Les exécutants ont pris soin de convoquer l’îlotier de police chargé de constater leurs ébats. Ce dernier appose son tampon officiel sur le C.C.C., le Carnet de Copulation Citoyenne.

Les familles, à vrai dire, ne rencontrent aucune difficulté à appliquer la Copulation Hebdomadaire. Restent cependant nombre de personnes seules, veufs et veuves, divorcé(e)s, travailleurs déplacés ou voyageurs solitaires, pour lesquels la recherche de partenaire pose problème. Il revient donc à l’État d’organiser ce service hebdomadaire.

Chaque école dispose donc d’un gymnase que les équipes municipales aménagent en préau d’amour : ils y disposent de petits tapis semblables à ceux utilisés pour la prière dans les mosquées. Les personnes célibataires se présentent à une heure convenue au vestiaire du gymnase. Elles s’y déshabillent sur des airs de carnaval. On leur remet une serviette de toilette puis elles passent obligatoirement par les douches communes. Il convient en effet de s’offrir à son futur partenaire dans les meilleures conditions d’hygiène. Mais à vrai dire, les attirances se révèlent grâce à la promiscuité de l’eau et de la mousse si bien que la plupart des couples se forment déjà sous l’arrosoir. Ceux-là passeront directement dans le préau d’amour et sur le tapis de leur choix, continueront les ébats si bien commencés.

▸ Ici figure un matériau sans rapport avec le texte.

//! Firebase project management.
//!
//! Lists, creates and configures the Android and iOS apps of a project, and publishes the
//! security rules of its Firestore, Cloud Storage and Realtime Database services.
//!
//! # Publishing rules
//!
//! Firestore and Storage rules are published in two steps: a new ruleset is created, then the
//! service's release is repointed at it. If the release does not exist yet it is created instead.
//! A failure after the ruleset was created leaves an unreferenced ruleset behind.

pub mod models;

mod android_app;
mod ios_app;
mod request_handler;

use std::path::Path;
use std::time::Duration;

use base64::{engine::general_purpose::STANDARD, Engine as _};
use reqwest_middleware::ClientWithMiddleware;
use serde_json::{json, Value};
use tracing::{debug, warn};

use crate::config::{resolve_project_id, AppOptions};
use crate::core::error::{parse_response, require_field, ErrorCode, ProjectManagementError};
use crate::core::http::build_client;
use crate::core::middleware::AuthMiddleware;
use crate::core::poller::ExponentialBackoffPoller;
use crate::core::resource_name;
use crate::database::DatabaseRules;
use crate::security_rules::models::{
    ReleaseList, RulesFile, RulesRelease, RulesetList, RulesetWithFiles,
};
use crate::security_rules::SecurityRules;
use models::{
    AppConfigResponse, AppJson, AppMetadata, AppPlatform, ListAppsResponse, RulesService,
    ShaCertificate,
};
use request_handler::ProjectManagementRequestHandler;

pub use android_app::AndroidApp;
pub use ios_app::IosApp;

/// Entry point for app management and rules publishing in one Firebase project.
#[derive(Clone)]
pub struct ProjectManagement {
    request_handler: ProjectManagementRequestHandler,
    security_rules: SecurityRules,
    client: ClientWithMiddleware,
    project_id: Option<String>,
    database_url: Option<String>,
    timeout: Duration,
}

impl ProjectManagement {
    /// Creates a new `ProjectManagement` instance.
    ///
    /// This is typically called via `FirebaseApp::project_management()`.
    pub fn new(middleware: AuthMiddleware, options: &AppOptions) -> Self {
        let project_id = resolve_project_id(options, middleware.project_id());
        let client = build_client(middleware, options.max_transport_retries);
        let timeout = options.request_timeout;

        Self {
            request_handler: ProjectManagementRequestHandler::new(client.clone(), timeout),
            security_rules: SecurityRules::new(client.clone(), project_id.clone(), timeout),
            client,
            project_id,
            database_url: options.database_url.clone(),
            timeout,
        }
    }

    /// Creates a new `ProjectManagement` against custom hosts.
    /// Internal use only, primarily for testing.
    #[allow(dead_code)]
    pub(crate) fn new_with_client(
        client: ClientWithMiddleware,
        management_host: &str,
        rules_base_url: String,
        project_id: Option<String>,
        database_url: Option<String>,
        timeout: Duration,
    ) -> Self {
        Self {
            request_handler: ProjectManagementRequestHandler::with_host(
                client.clone(),
                management_host,
                timeout,
            ),
            security_rules: SecurityRules::new_with_client(
                client.clone(),
                rules_base_url,
                project_id.clone(),
                timeout,
            ),
            client,
            project_id,
            database_url,
            timeout,
        }
    }

    /// Replaces the poller used to wait for app creation.
    pub fn with_poller(mut self, poller: ExponentialBackoffPoller) -> Self {
        self.request_handler.set_poller(poller);
        self
    }

    /// The Rules API client used for Firestore and Storage rules.
    pub fn security_rules(&self) -> &SecurityRules {
        &self.security_rules
    }

    fn parent(&self) -> Result<String, ProjectManagementError> {
        let project_id = self.project_id.as_deref().ok_or_else(|| {
            ProjectManagementError::new(
                ErrorCode::InvalidProjectId,
                "Failed to determine project ID. Initialize the SDK with service account \
                 credentials or set project ID as an app option. Alternatively, set the \
                 GOOGLE_CLOUD_PROJECT environment variable.",
            )
        })?;
        Ok(format!("projects/{}", project_id))
    }

    fn database_rules(&self) -> Result<DatabaseRules, ProjectManagementError> {
        DatabaseRules::new(self.client.clone(), self.database_url.as_deref(), self.timeout)
    }

    pub async fn list_android_apps(&self) -> Result<Vec<AndroidApp>, ProjectManagementError> {
        let value = self.request_handler.list_android_apps(&self.parent()?).await?;
        parse_app_list(&value, "listAndroidApps")?
            .into_iter()
            .map(|app| {
                AndroidApp::new(app.app_id.unwrap_or_default(), self.request_handler.clone())
            })
            .collect()
    }

    pub async fn list_ios_apps(&self) -> Result<Vec<IosApp>, ProjectManagementError> {
        let value = self.request_handler.list_ios_apps(&self.parent()?).await?;
        parse_app_list(&value, "listIosApps")?
            .into_iter()
            .map(|app| IosApp::new(app.app_id.unwrap_or_default(), self.request_handler.clone()))
            .collect()
    }

    /// Lists the metadata of every app in the project, whatever its platform.
    pub async fn list_app_metadata(&self) -> Result<Vec<AppMetadata>, ProjectManagementError> {
        let parent = self.parent()?;
        let value = self.request_handler.list_app_metadata(&parent).await?;
        let fallback_project = parent.trim_start_matches("projects/");

        parse_app_list(&value, "listAppMetadata")?
            .into_iter()
            .map(|app| {
                let resource_name = require_field(
                    app.name,
                    &value,
                    "\"apps[].name\" field must be present in the listAppMetadata() response data.",
                )?;
                let project_id = resource_name::project_id_of(&resource_name)
                    .map(str::to_string)
                    .or(app.project_id)
                    .unwrap_or_else(|| fallback_project.to_string());
                Ok(AppMetadata {
                    app_id: app.app_id.unwrap_or_default(),
                    display_name: app.display_name,
                    platform: AppPlatform::from_api(app.platform.as_deref()),
                    project_id,
                    resource_name,
                })
            })
            .collect()
    }

    /// A handle to an existing Android app. Makes no network call.
    pub fn android_app(&self, app_id: &str) -> Result<AndroidApp, ProjectManagementError> {
        AndroidApp::new(app_id.to_string(), self.request_handler.clone())
    }

    /// A handle to an existing iOS app. Makes no network call.
    pub fn ios_app(&self, app_id: &str) -> Result<IosApp, ProjectManagementError> {
        IosApp::new(app_id.to_string(), self.request_handler.clone())
    }

    pub fn sha_certificate(
        &self,
        sha_hash: &str,
    ) -> Result<ShaCertificate, ProjectManagementError> {
        ShaCertificate::new(sha_hash)
    }

    /// Registers a new Android app and waits for the backend to finish provisioning it.
    pub async fn create_android_app(
        &self,
        package_name: &str,
        display_name: Option<&str>,
    ) -> Result<AndroidApp, ProjectManagementError> {
        if package_name.is_empty() {
            return Err(ProjectManagementError::invalid_argument(
                "packageName must be a non-empty string.",
            ));
        }
        let mut body = json!({ "packageName": package_name });
        if let Some(display_name) = display_name {
            body["displayName"] = json!(display_name);
        }

        let value = self
            .request_handler
            .create_android_app(&self.parent()?, body)
            .await?;
        let app_id = created_app_id(&value, "createAndroidApp")?;
        AndroidApp::new(app_id, self.request_handler.clone())
    }

    pub async fn create_ios_app(
        &self,
        bundle_id: &str,
        display_name: Option<&str>,
    ) -> Result<IosApp, ProjectManagementError> {
        if bundle_id.is_empty() {
            return Err(ProjectManagementError::invalid_argument(
                "bundleId must be a non-empty string.",
            ));
        }
        let mut body = json!({ "bundleId": bundle_id });
        if let Some(display_name) = display_name {
            body["displayName"] = json!(display_name);
        }

        let value = self.request_handler.create_ios_app(&self.parent()?, body).await?;
        let app_id = created_app_id(&value, "createIosApp")?;
        IosApp::new(app_id, self.request_handler.clone())
    }

    /// Returns the rules source currently deployed for `service` (`"firestore"`, `"storage"` or
    /// `"database"`).
    pub async fn get_rules(&self, service: &str) -> Result<String, ProjectManagementError> {
        let service = RulesService::parse(service, "getRules")?;
        let Some(release_name) = service.release_name() else {
            return self.database_rules()?.get_rules().await;
        };

        let release = self.security_rules.get_release(release_name).await?;
        debug!(release = release_name, ruleset = %release.ruleset_id, "resolved release");
        let ruleset = self.security_rules.get_ruleset(&release.ruleset_id).await?;

        match ruleset.files.as_slice() {
            [file] => Ok(file.content.clone()),
            files => Err(ProjectManagementError::invalid_server_response(
                &format!(
                    "Ruleset \"{}\" must contain exactly one rules file, found {}.",
                    ruleset.id,
                    files.len()
                ),
                &json!({ "files": files }),
            )),
        }
    }

    /// Publishes `content` as the rules of `service`.
    pub async fn set_rules(
        &self,
        service: &str,
        content: &str,
    ) -> Result<(), ProjectManagementError> {
        let service = RulesService::parse(service, "setRules")?;
        let Some(release_name) = service.release_name() else {
            return self.database_rules()?.set_rules(content).await;
        };

        let file = RulesFile {
            name: service.rules_file_name().to_string(),
            content: content.to_string(),
        };
        let ruleset = self.security_rules.create_ruleset(vec![file]).await?;
        debug!(release = release_name, ruleset = %ruleset.id, "created ruleset");

        match self.security_rules.update_release(release_name, &ruleset.id).await {
            Ok(_) => {
                debug!(release = release_name, ruleset = %ruleset.id, "repointed release");
                Ok(())
            }
            // Only a missing release is created. Any other failure, transient or not,
            // propagates with its own code.
            Err(e) if e.code() == ErrorCode::NotFound => {
                warn!(release = release_name, error = %e, "release not found, creating release");
                self.security_rules.create_release(release_name, &ruleset.id).await?;
                debug!(release = release_name, ruleset = %ruleset.id, "created release");
                Ok(())
            }
            Err(e) => Err(e),
        }
    }

    /// Reads rules from `path` and publishes them with [`ProjectManagement::set_rules`].
    pub async fn set_rules_from_file(
        &self,
        service: &str,
        path: impl AsRef<Path>,
    ) -> Result<(), ProjectManagementError> {
        let path = path.as_ref();
        RulesService::parse(service, "setRules")?;
        let content = tokio::fs::read_to_string(path).await.map_err(|e| {
            ProjectManagementError::invalid_argument(format!(
                "Failed to read rules file \"{}\": {}",
                path.display(),
                e
            ))
        })?;
        self.set_rules(service, &content).await
    }

    pub async fn get_ruleset(
        &self,
        ruleset_id: &str,
    ) -> Result<RulesetWithFiles, ProjectManagementError> {
        self.security_rules.get_ruleset(ruleset_id).await
    }

    pub async fn list_rulesets(
        &self,
        page_size: Option<u32>,
        page_token: Option<&str>,
    ) -> Result<RulesetList, ProjectManagementError> {
        self.security_rules.list_rulesets(page_size, page_token).await
    }

    pub async fn delete_ruleset(&self, ruleset_id: &str) -> Result<(), ProjectManagementError> {
        self.security_rules.delete_ruleset(ruleset_id).await
    }

    pub async fn get_release(&self, name: &str) -> Result<RulesRelease, ProjectManagementError> {
        self.security_rules.get_release(name).await
    }

    pub async fn list_releases(
        &self,
        page_size: Option<u32>,
        page_token: Option<&str>,
    ) -> Result<ReleaseList, ProjectManagementError> {
        self.security_rules.list_releases(page_size, page_token).await
    }

    pub async fn delete_release(&self, name: &str) -> Result<(), ProjectManagementError> {
        self.security_rules.delete_release(name).await
    }
}

/// Validates a list response: `apps` may be absent but every entry needs an `appId`.
fn parse_app_list(
    value: &Value,
    operation: &str,
) -> Result<Vec<AppJson>, ProjectManagementError> {
    let response: ListAppsResponse =
        parse_response(value, &format!("{}()'s responseData", operation))?;
    let apps = response.apps.unwrap_or_default();
    for app in &apps {
        if app.app_id.as_deref().map_or(true, str::is_empty) {
            return Err(ProjectManagementError::invalid_server_response(
                &format!(
                    "\"apps[].appId\" field must be present in the {}() response data.",
                    operation
                ),
                value,
            ));
        }
    }
    Ok(apps)
}

fn created_app_id(value: &Value, operation: &str) -> Result<String, ProjectManagementError> {
    let app: AppJson = parse_response(value, &format!("{}()'s responseData", operation))?;
    require_field(
        app.app_id,
        value,
        &format!(
            "\"responseData.appId\" field must be present in {}()'s response data.",
            operation
        ),
    )
}

/// Decodes the base64 `configFileContents` of a config response.
pub(crate) fn decode_config(value: &Value) -> Result<String, ProjectManagementError> {
    let invalid = || {
        ProjectManagementError::invalid_server_response(
            "getConfig()'s responseData.configFileContents must be a base64 string.",
            value,
        )
    };
    let response: AppConfigResponse = parse_response(value, "getConfig()'s responseData")?;
    let encoded = response
        .config_file_contents
        .as_ref()
        .and_then(Value::as_str)
        .ok_or_else(invalid)?;
    let bytes = STANDARD.decode(encoded).map_err(|_| invalid())?;
    String::from_utf8(bytes).map_err(|_| invalid())
}
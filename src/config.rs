//! App-level options shared by every service.

use std::time::Duration;

use serde::Deserialize;

use crate::core::http::DEFAULT_TIMEOUT;

const FIREBASE_CONFIG_VAR: &str = "FIREBASE_CONFIG";
const PROJECT_ID_VARS: &[&str] = &["GOOGLE_CLOUD_PROJECT", "GCLOUD_PROJECT"];

/// Options for a [`FirebaseApp`](crate::FirebaseApp).
#[derive(Debug, Clone)]
pub struct AppOptions {
    /// Overrides the project named by the service account key.
    pub project_id: Option<String>,
    /// Realtime Database URL, e.g. `https://my-project.firebaseio.com`.
    pub database_url: Option<String>,
    /// Per-request timeout.
    pub request_timeout: Duration,
    /// Transient transport retries (connection errors, 5xx). Zero disables retrying.
    pub max_transport_retries: u32,
}

impl Default for AppOptions {
    fn default() -> Self {
        Self {
            project_id: None,
            database_url: None,
            request_timeout: DEFAULT_TIMEOUT,
            max_transport_retries: 0,
        }
    }
}

/// The subset of the `FIREBASE_CONFIG` document this crate understands.
#[derive(Debug, Default, Deserialize)]
#[serde(rename_all = "camelCase")]
struct FirebaseConfig {
    project_id: Option<String>,
    #[serde(rename = "databaseURL")]
    database_url: Option<String>,
}

impl AppOptions {
    pub fn project_id(mut self, project_id: impl Into<String>) -> Self {
        self.project_id = Some(project_id.into());
        self
    }

    pub fn database_url(mut self, url: impl Into<String>) -> Self {
        self.database_url = Some(url.into());
        self
    }

    pub fn request_timeout(mut self, timeout: Duration) -> Self {
        self.request_timeout = timeout;
        self
    }

    pub fn max_transport_retries(mut self, retries: u32) -> Self {
        self.max_transport_retries = retries;
        self
    }

    /// Parses a `FIREBASE_CONFIG` JSON document (`projectId`, `databaseURL`).
    pub fn from_firebase_config(json: &str) -> Result<Self, serde_json::Error> {
        let config: FirebaseConfig = serde_json::from_str(json)?;
        Ok(Self {
            project_id: config.project_id,
            database_url: config.database_url,
            ..Default::default()
        })
    }

    /// Reads `FIREBASE_CONFIG`, which holds either inline JSON or a path to a JSON file.
    ///
    /// Returns the defaults when the variable is unset or unreadable.
    pub fn from_env() -> Self {
        let Ok(value) = std::env::var(FIREBASE_CONFIG_VAR) else {
            return Self::default();
        };

        let json = if value.trim_start().starts_with('{') {
            value
        } else {
            match std::fs::read_to_string(&value) {
                Ok(contents) => contents,
                Err(e) => {
                    tracing::warn!(
                        path = %value,
                        error = %e,
                        "failed to read FIREBASE_CONFIG file"
                    );
                    return Self::default();
                }
            }
        };

        Self::from_firebase_config(&json).unwrap_or_else(|e| {
            tracing::warn!(error = %e, "failed to parse FIREBASE_CONFIG");
            Self::default()
        })
    }
}

/// Resolves the project ID: explicit option, then the key, then the environment.
pub(crate) fn resolve_project_id(
    options: &AppOptions,
    key_project_id: Option<&str>,
) -> Option<String> {
    options
        .project_id
        .as_deref()
        .filter(|p| !p.is_empty())
        .or(key_project_id.filter(|p| !p.is_empty()))
        .map(str::to_string)
        .or_else(|| {
            PROJECT_ID_VARS
                .iter()
                .filter_map(|var| std::env::var(var).ok())
                .find(|p| !p.is_empty())
        })
}

#[cfg(test)]
mod tests {
    use super::*;

    #[test]
    fn test_from_firebase_config() {
        let options = AppOptions::from_firebase_config(
            r#"{
                "projectId": "test-project",
                "databaseURL": "https://test-project.firebaseio.com",
                "storageBucket": "b"
            }"#,
        )
        .unwrap();
        assert_eq!(options.project_id.as_deref(), Some("test-project"));
        assert_eq!(options.database_url.as_deref(), Some("https://test-project.firebaseio.com"));
        assert_eq!(options.request_timeout, Duration::from_secs(10));
        assert_eq!(options.max_transport_retries, 0);

        assert!(AppOptions::from_firebase_config("not json").is_err());
    }

    #[test]
    fn test_resolve_project_id_prefers_options() {
        let options = AppOptions::default().project_id("from-options");
        assert_eq!(
            resolve_project_id(&options, Some("from-key")).as_deref(),
            Some("from-options")
        );
        assert_eq!(
            resolve_project_id(&AppOptions::default(), Some("from-key")).as_deref(),
            Some("from-key")
        );
    }

    #[test]
    fn test_resolve_project_id_skips_empty_option() {
        let options = AppOptions::default().project_id("");
        assert_eq!(
            resolve_project_id(&options, Some("from-key")).as_deref(),
            Some("from-key")
        );
    }
}
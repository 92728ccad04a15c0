use crate::core::error::{parse_response, require_field, ProjectManagementError};
use crate::project_management::decode_config;
use crate::project_management::models::{AppJson, IosAppMetadata};
use crate::project_management::request_handler::ProjectManagementRequestHandler;

/// A reference to an iOS app in a Firebase project.
#[derive(Clone)]
pub struct IosApp {
    app_id: String,
    resource_name: String,
    request_handler: ProjectManagementRequestHandler,
}

impl std::fmt::Debug for IosApp {
    fn fmt(&self, f: &mut std::fmt::Formatter<'_>) -> std::fmt::Result {
        f.debug_struct("IosApp").field("app_id", &self.app_id).finish()
    }
}

impl IosApp {
    pub(crate) fn new(
        app_id: String,
        request_handler: ProjectManagementRequestHandler,
    ) -> Result<Self, ProjectManagementError> {
        if app_id.is_empty() {
            return Err(ProjectManagementError::invalid_argument(
                "appId must be a non-empty string.",
            ));
        }
        let resource_name = format!("projects/-/iosApps/{}", app_id);
        Ok(Self {
            app_id,
            resource_name,
            request_handler,
        })
    }

    pub fn app_id(&self) -> &str {
        &self.app_id
    }

    pub async fn get_metadata(&self) -> Result<IosAppMetadata, ProjectManagementError> {
        let value = self.request_handler.get_resource(&self.resource_name).await?;
        let app: AppJson = parse_response(&value, "getMetadata()'s response")?;
        let missing = |field: &str| {
            format!(
                "getMetadata()'s responseData.{} must be a non-empty string.",
                field
            )
        };

        Ok(IosAppMetadata {
            resource_name: require_field(app.name, &value, &missing("name"))?,
            app_id: require_field(app.app_id, &value, &missing("appId"))?,
            project_id: require_field(app.project_id, &value, &missing("projectId"))?,
            bundle_id: require_field(app.bundle_id, &value, &missing("bundleId"))?,
            display_name: app.display_name,
        })
    }

    pub async fn set_display_name(
        &self,
        display_name: &str,
    ) -> Result<(), ProjectManagementError> {
        self.request_handler
            .set_display_name(&self.resource_name, display_name)
            .await
    }

    /// Returns the contents of the app's `GoogleService-Info.plist`.
    pub async fn get_config(&self) -> Result<String, ProjectManagementError> {
        let value = self.request_handler.get_config(&self.resource_name).await?;
        decode_config(&value)
    }
}
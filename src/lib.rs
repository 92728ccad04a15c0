pub mod config;
pub mod core;
mod database;
pub mod project_management;
pub mod security_rules;

pub use config::AppOptions;
pub use crate::core::error::{ErrorCode, ProjectManagementError};
pub use crate::core::poller::ExponentialBackoffPoller;
pub use project_management::models::{
    AndroidAppMetadata, AppMetadata, AppPlatform, CertType, IosAppMetadata, ShaCertificate,
};
pub use project_management::{AndroidApp, IosApp, ProjectManagement};
pub use security_rules::SecurityRules;

use crate::config::resolve_project_id;
use crate::core::http::build_client;
use crate::core::middleware::AuthMiddleware;
use yup_oauth2::ServiceAccountKey;

/// A Firebase app authenticated with a service account.
pub struct FirebaseApp {
    middleware: AuthMiddleware,
    options: AppOptions,
}

impl FirebaseApp {
    /// Creates an app with options read from `FIREBASE_CONFIG`, if set.
    pub fn new(service_account_key: ServiceAccountKey) -> Self {
        Self::with_options(service_account_key, AppOptions::from_env())
    }

    pub fn with_options(service_account_key: ServiceAccountKey, options: AppOptions) -> Self {
        Self {
            middleware: AuthMiddleware::new(service_account_key),
            options,
        }
    }

    pub fn options(&self) -> &AppOptions {
        &self.options
    }

    pub fn project_management(&self) -> ProjectManagement {
        ProjectManagement::new(self.middleware.clone(), &self.options)
    }

    pub fn security_rules(&self) -> SecurityRules {
        let project_id = resolve_project_id(&self.options, self.middleware.project_id());
        let client = build_client(self.middleware.clone(), self.options.max_transport_retries);
        SecurityRules::new(client, project_id, self.options.request_timeout)
    }
}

Les autres, les délaissés, les ingrats, les coincés incapables d’oser séduire (certes, peu nombreux grâce à l’éducation) se présentent nus devant l’officière d’état civil - toujours une dame d’expérience, cette fonctionnaire, une matrone riche de mansuétude et familière des labyrinthes du désir. D’autorité, elle accouple.
Elle n’hésitera guère à unir un frêle adolescent à une obèse octogénaire qui le maternera. Elle appariera tel charretier moustachu et ce turc pelé, ivrogne souffreteux. Elle n’hésitera pas, non plus, à assembler des trios ou des quatuors. Il s’agit de permettre à tous d’accomplir la C.H.O. et, dans les limites du respect de la vie et de l’exogamie, aucun tabou n’arrête ces femmes avisées.
On croit souvent que les personnes souffrant d’un handicap physique rencontrent beaucoup de difficulté à trouver un partenaire en amour. En réalité, il se passe exactement le contraire. Manchots, boiteux, estropiés soulèvent la compassion et surtout la curiosité… Ils ont leurs amateurs, plus nombreux qu’on imagine.